SOURCE DATA:
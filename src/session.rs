//! Top-level measurement session
//!
//! The session drives the cross-product of targets and workloads. Per-pair
//! failures are isolated: a pair that cannot be measured is reported on
//! stderr and skipped, never aborting the rest of the matrix. Retries are
//! deliberately absent, since re-running a failed measurement would bias
//! the statistics of its neighbors.

use std::path::PathBuf;

use crate::clock::Tick;
use crate::convergence::ITERATIONS_DEFAULT;
use crate::engine::ReplayEngine;
use crate::error::Result;
use crate::report::Reporter;
use crate::runner::TraceRunner;
use crate::target::{is_measurable, TargetRegistry};
use crate::workload::{matches_filters, WorkloadSource};

/// Fixed configuration for one session run
#[derive(Debug, Clone)]
pub struct SessionConfig {
    /// Iteration cap per (target, workload) pair
    pub iterations: usize,
    /// Run exactly `iterations` trials, ignoring convergence
    pub exact_iterations: bool,
    /// Stream raw per-sample output instead of summaries
    pub raw: bool,
    /// List selected workload names without measuring
    pub list_only: bool,
    /// Substring filters over workload logical names; empty admits all
    pub filters: Vec<String>,
    /// Optional JSON results file for the collected summary records
    pub json_output: Option<PathBuf>,
}

impl Default for SessionConfig {
    fn default() -> Self {
        Self {
            iterations: ITERATIONS_DEFAULT,
            exact_iterations: false,
            raw: false,
            list_only: false,
            filters: Vec::new(),
            json_output: None,
        }
    }
}

/// Drives TraceRunner over every eligible (target, workload) pair
pub struct Session {
    config: SessionConfig,
    samples: Vec<Tick>,
    runner: TraceRunner,
}

impl Session {
    /// Create a session; the sample buffer is sized to the iteration cap
    #[must_use]
    pub fn new(config: SessionConfig) -> Self {
        let samples = Vec::with_capacity(config.iterations);
        Self {
            config,
            samples,
            runner: TraceRunner::new(),
        }
    }

    /// Session configuration
    #[must_use]
    pub fn config(&self) -> &SessionConfig {
        &self.config
    }

    /// Run the target × workload matrix
    ///
    /// In listing mode the selected workload names are printed once and no
    /// target is touched; the measurability filter is bypassed.
    ///
    /// # Errors
    /// Workload discovery failures and report-sink I/O failures are fatal.
    /// Per-pair measurement failures are reported and skipped.
    pub fn run(
        &mut self,
        registry: &TargetRegistry,
        source: &dyn WorkloadSource,
        engine: &mut dyn ReplayEngine,
        reporter: &mut Reporter,
    ) -> Result<()> {
        let workloads = source.workloads()?;

        if self.config.list_only {
            for workload in &workloads {
                if matches_filters(&workload.name, &self.config.filters) {
                    reporter.list_name(&workload.name)?;
                }
            }
            return Ok(());
        }

        reporter.session_header()?;

        for target in registry.iter() {
            if !is_measurable(target) {
                continue;
            }

            let mut sequence = 0;
            for workload in &workloads {
                if !matches_filters(&workload.name, &self.config.filters) {
                    continue;
                }

                match self.runner.run(
                    target,
                    workload,
                    &self.config,
                    engine,
                    &mut self.samples,
                    reporter,
                    sequence,
                ) {
                    Ok(()) => sequence += 1,
                    Err(err) => {
                        // A pair that failed mid-measurement may have left
                        // a dangling report line; its sequence label is
                        // spent either way.
                        if reporter.pair_abort()? {
                            sequence += 1;
                        }
                        eprintln!("Error: {err}; skipping {}/{}", target.name(), workload.name);
                    }
                }
            }
        }

        if let Some(path) = &self.config.json_output {
            reporter.write_json(path)?;
        }
        Ok(())
    }
}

INSTRUCTIONS FOR THE TASK:
Lines from the start of the material through the line containing "#[derive(Debug, Clone)]" are wanted. Write them out exactly.

TASK RESPONSE:
filename src/session.rs
//! Top-level measurement session
//!
//! The session drives the cross-product of targets and workloads. Per-pair
//! failures are isolated: a pair that cannot be measured is reported on
//! stderr and skipped, never aborting the rest of the matrix. Retries are
//! deliberately absent, since re-running a failed measurement would bias
//! the statistics of its neighbors.

use std::path::PathBuf;

use crate::clock::Tick;
use crate::convergence::ITERATIONS_DEFAULT;
use crate::engine::ReplayEngine;
use crate::error::Result;
use crate::report::Reporter;
use crate::runner::TraceRunner;
use crate::target::{is_measurable, TargetRegistry};
use crate::workload::{matches_filters, WorkloadSource};

/// Fixed configuration for one session run
#[derive(Debug, Clone)]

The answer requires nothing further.